**Source data:**

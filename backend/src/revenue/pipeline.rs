//! Revenue pipeline
//!
//! Computes the amount credited for one landing and records every step that
//! changed it, so logging and tests can see exactly which cause moved the
//! figure by how much.

use serde::{Deserialize, Serialize};

use crate::models::FlightCategory;
use crate::revenue::modifiers::{BonusCondition, ModifierSet};

/// Lowest multiplier a delay can bring a fare down to
pub const MIN_DELAY_MULTIPLIER: f64 = 0.6;

/// Fares and delay-penalty rates
///
/// All monetary values in whole currency units.
#[derive(Debug, Clone, PartialEq, Serialize, Deserialize)]
#[serde(default)]
pub struct RevenueRates {
    /// Fare per passenger, commercial flights
    pub commercial_fare: i64,
    /// Fare per unit carried, cargo flights
    pub cargo_fare: i64,
    /// Fare per passenger, VIP flights
    pub vip_fare: i64,
    /// Fare per passenger, emergency flights
    pub emergency_fare: i64,

    /// Delay ticks per penalty period (default 10)
    pub ticks_per_penalty_period: usize,
    /// Fraction lost per full period of delay (default 0.05)
    pub penalty_per_period: f64,
    /// Largest fraction the delay penalty can remove (default 0.40, at most
    /// `1 - MIN_DELAY_MULTIPLIER`)
    pub max_penalty: f64,
}

impl Default for RevenueRates {
    fn default() -> Self {
        Self {
            commercial_fare: 10,
            cargo_fare: 8,
            vip_fare: 50,
            emergency_fare: 5,
            ticks_per_penalty_period: 10,
            penalty_per_period: 0.05,
            max_penalty: 0.40,
        }
    }
}

impl RevenueRates {
    pub fn base_fare(&self, category: FlightCategory) -> i64 {
        match category {
            FlightCategory::Commercial => self.commercial_fare,
            FlightCategory::Cargo => self.cargo_fare,
            FlightCategory::Vip => self.vip_fare,
            FlightCategory::Emergency => self.emergency_fare,
        }
    }

    /// `1 − min(max_penalty, ⌊delay / period⌋ × penalty_per_period)`, never
    /// below [`MIN_DELAY_MULTIPLIER`]
    ///
    /// # Example
    /// ```
    /// use airport_simulator_core_rs::revenue::RevenueRates;
    ///
    /// let rates = RevenueRates::default();
    /// assert!((rates.delay_multiplier(25) - 0.90).abs() < 1e-9);
    /// assert!((rates.delay_multiplier(500) - 0.60).abs() < 1e-9);
    /// ```
    pub fn delay_multiplier(&self, delay_ticks: usize) -> f64 {
        if self.ticks_per_penalty_period == 0 {
            return 1.0;
        }
        let periods = (delay_ticks / self.ticks_per_penalty_period) as f64;
        let penalty = (periods * self.penalty_per_period).min(self.max_penalty);
        (1.0 - penalty).max(MIN_DELAY_MULTIPLIER)
    }
}

/// Facts about a landing that the pipeline prices
#[derive(Debug, Clone, Copy, PartialEq, Eq)]
pub struct RevenueInput {
    pub category: FlightCategory,
    pub passengers: u32,
    pub delay_ticks: usize,
    pub on_time: bool,
    pub perfect_landing: bool,
}

/// One step that changed the amount
#[derive(Debug, Clone, PartialEq, Serialize, Deserialize)]
pub struct RevenueStep {
    pub cause: String,
    /// Multiplicative factor, `None` for additive bonuses
    pub factor: Option<f64>,
    pub delta: i64,
    pub amount_after: i64,
}

/// Full account of how a landing's revenue was computed
#[derive(Debug, Clone, PartialEq, Serialize, Deserialize)]
pub struct RevenueBreakdown {
    pub base: i64,
    pub steps: Vec<RevenueStep>,
    pub total: i64,
}

/// Stateless revenue calculator
///
/// # Example
/// ```
/// use airport_simulator_core_rs::revenue::{ModifierSet, RevenueInput, RevenuePipeline, RevenueRates};
/// use airport_simulator_core_rs::models::FlightCategory;
///
/// let pipeline = RevenuePipeline::new(RevenueRates::default());
/// let breakdown = pipeline.compute(
///     &RevenueInput {
///         category: FlightCategory::Commercial,
///         passengers: 100,
///         delay_ticks: 0,
///         on_time: true,
///         perfect_landing: false,
///     },
///     &ModifierSet::new(),
/// );
/// assert_eq!(breakdown.total, 1_000);
/// assert!(breakdown.steps.is_empty());
/// ```
#[derive(Debug, Clone, Default)]
pub struct RevenuePipeline {
    rates: RevenueRates,
}

impl RevenuePipeline {
    pub fn new(rates: RevenueRates) -> Self {
        Self { rates }
    }

    pub fn rates(&self) -> &RevenueRates {
        &self.rates
    }

    pub fn compute(&self, input: &RevenueInput, modifiers: &ModifierSet) -> RevenueBreakdown {
        let base = self.rates.base_fare(input.category) * i64::from(input.passengers);
        let mut amount = base;
        let mut steps = Vec::new();

        for bonus in modifiers.bonuses() {
            let applies = match bonus.condition {
                BonusCondition::OnTime => input.on_time,
                BonusCondition::PerfectLanding => input.on_time && input.perfect_landing,
            };
            if applies && bonus.amount != 0 {
                amount += bonus.amount;
                steps.push(RevenueStep {
                    cause: format!("bonus:{}", bonus.name),
                    factor: None,
                    delta: bonus.amount,
                    amount_after: amount,
                });
            }
        }

        let delay_factor = self.rates.delay_multiplier(input.delay_ticks);
        apply_factor(
            &mut amount,
            &mut steps,
            format!("delay penalty ({} ticks)", input.delay_ticks),
            delay_factor,
        );

        for modifier in modifiers.for_category(input.category) {
            apply_factor(
                &mut amount,
                &mut steps,
                format!("{}:{}", input.category, modifier.name),
                modifier.factor,
            );
        }

        for modifier in modifiers.global() {
            apply_factor(
                &mut amount,
                &mut steps,
                format!("global:{}", modifier.name),
                modifier.factor,
            );
        }

        RevenueBreakdown {
            base,
            steps,
            total: amount,
        }
    }
}

/// Multiply `amount` by `factor`; record the step only if the amount moved
fn apply_factor(amount: &mut i64, steps: &mut Vec<RevenueStep>, cause: String, factor: f64) {
    let next = (*amount as f64 * factor).round() as i64;
    let delta = next - *amount;
    if delta == 0 {
        return;
    }
    *amount = next;
    steps.push(RevenueStep {
        cause,
        factor: Some(factor),
        delta,
        amount_after: next,
    });
}
//! Flight scheduler (time-indexed queue)
//!
//! Flights are stored in buckets keyed by the tick they were scheduled for.
//! Within a bucket, insertion order is preserved. A flight stays in its
//! bucket when it is delayed; its own `scheduled_tick` moves instead, and
//! [`FlightScheduler::due_flight_numbers`] reads that.
//!
//! # Ordering
//!
//! Every query that spans buckets walks them in ascending tick order, then
//! insertion order inside a bucket. Nothing is ever dropped implicitly:
//! terminal flights leave only through [`FlightScheduler::prune_terminal`].

use serde::{Deserialize, Serialize};
use std::collections::{BTreeMap, HashMap};
use thiserror::Error;

use crate::models::Flight;

#[derive(Debug, Error, PartialEq)]
pub enum ScheduleError {
    #[error("Flight {0} is already scheduled")]
    DuplicateFlight(String),

    #[error("Flight {0} is not scheduled")]
    UnknownFlight(String),
}

/// Time-indexed store of all tracked flights
///
/// # Example
/// ```
/// use airport_simulator_core_rs::schedule::FlightScheduler;
/// use airport_simulator_core_rs::models::{Aircraft, Flight, FlightCategory, SizeClass};
///
/// let mut scheduler = FlightScheduler::new();
/// let aircraft = Aircraft::new("A320", SizeClass::Medium, 70);
/// scheduler
///     .schedule_flight(Flight::new("AS1", aircraft.clone(), FlightCategory::Commercial, 120, 5), 5)
///     .unwrap();
/// scheduler
///     .schedule_flight(Flight::new("AS2", aircraft, FlightCategory::Commercial, 90, 5), 5)
///     .unwrap();
///
/// let at_five: Vec<_> = scheduler.flights_at_tick(5).iter().map(|f| f.flight_number()).collect();
/// assert_eq!(at_five, vec!["AS1", "AS2"]);
/// assert!(scheduler.flights_at_tick(6).is_empty());
/// ```
#[derive(Debug, Clone, Default, Serialize, Deserialize)]
pub struct FlightScheduler {
    /// Scheduled tick → flights in insertion order
    by_tick: BTreeMap<usize, Vec<Flight>>,

    /// Flight number → bucket key
    index: HashMap<String, usize>,
}

impl FlightScheduler {
    pub fn new() -> Self {
        Self::default()
    }

    /// Insert `flight` into the bucket for `tick`
    pub fn schedule_flight(&mut self, flight: Flight, tick: usize) -> Result<(), ScheduleError> {
        if self.index.contains_key(flight.flight_number()) {
            return Err(ScheduleError::DuplicateFlight(flight.flight_number().to_string()));
        }
        self.index.insert(flight.flight_number().to_string(), tick);
        self.by_tick.entry(tick).or_default().push(flight);
        Ok(())
    }

    /// Flights keyed at `tick`, in insertion order; tracking is unchanged
    pub fn flights_at_tick(&self, tick: usize) -> Vec<&Flight> {
        self.by_tick
            .get(&tick)
            .map(|flights| flights.iter().collect())
            .unwrap_or_default()
    }

    /// Every flight that is neither landed nor canceled
    pub fn unlanded_flights(&self) -> Vec<&Flight> {
        self.iter().filter(|f| !f.is_terminal()).collect()
    }

    /// Unlanded flights whose current scheduled tick is at or before `now`.
    ///
    /// Returned as flight numbers so the caller can mutate flights one at a
    /// time while walking the list.
    pub fn due_flight_numbers(&self, now: usize) -> Vec<String> {
        self.iter()
            .filter(|f| f.is_due(now))
            .map(|f| f.flight_number().to_string())
            .collect()
    }

    pub fn get(&self, flight_number: &str) -> Option<&Flight> {
        let tick = self.index.get(flight_number)?;
        self.by_tick
            .get(tick)?
            .iter()
            .find(|f| f.flight_number() == flight_number)
    }

    pub fn get_mut(&mut self, flight_number: &str) -> Option<&mut Flight> {
        let tick = self.index.get(flight_number)?;
        self.by_tick
            .get_mut(tick)?
            .iter_mut()
            .find(|f| f.flight_number() == flight_number)
    }

    pub fn require_mut(&mut self, flight_number: &str) -> Result<&mut Flight, ScheduleError> {
        self.get_mut(flight_number)
            .ok_or_else(|| ScheduleError::UnknownFlight(flight_number.to_string()))
    }

    pub fn contains(&self, flight_number: &str) -> bool {
        self.index.contains_key(flight_number)
    }

    /// All tracked flights, by tick then insertion order
    pub fn iter(&self) -> impl Iterator<Item = &Flight> {
        self.by_tick.values().flatten()
    }

    /// Number of tracked flights, terminal ones included
    pub fn len(&self) -> usize {
        self.index.len()
    }

    pub fn is_empty(&self) -> bool {
        self.index.is_empty()
    }

    /// Number of flights still airborne
    pub fn airborne_count(&self) -> usize {
        self.iter().filter(|f| !f.is_terminal()).count()
    }

    /// Drop terminal flights keyed strictly before `before_tick`.
    ///
    /// Returns how many were removed. Airborne flights are never touched.
    pub fn prune_terminal(&mut self, before_tick: usize) -> usize {
        let mut removed = 0;
        let index = &mut self.index;
        self.by_tick.retain(|&tick, flights| {
            if tick >= before_tick {
                return true;
            }
            flights.retain(|flight| {
                if flight.is_terminal() {
                    index.remove(flight.flight_number());
                    removed += 1;
                    false
                } else {
                    true
                }
            });
            !flights.is_empty()
        });
        removed
    }
}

**Problem requirements:** Beginning with the line containing "removed += 1;", repeat each line of the listing above, exactly, through the last one, and stop there.

**Answer:**
                    removed += 1;
                    false
                } else {
                    true
                }
            });
            !flights.is_empty()
        });
        removed
    }
}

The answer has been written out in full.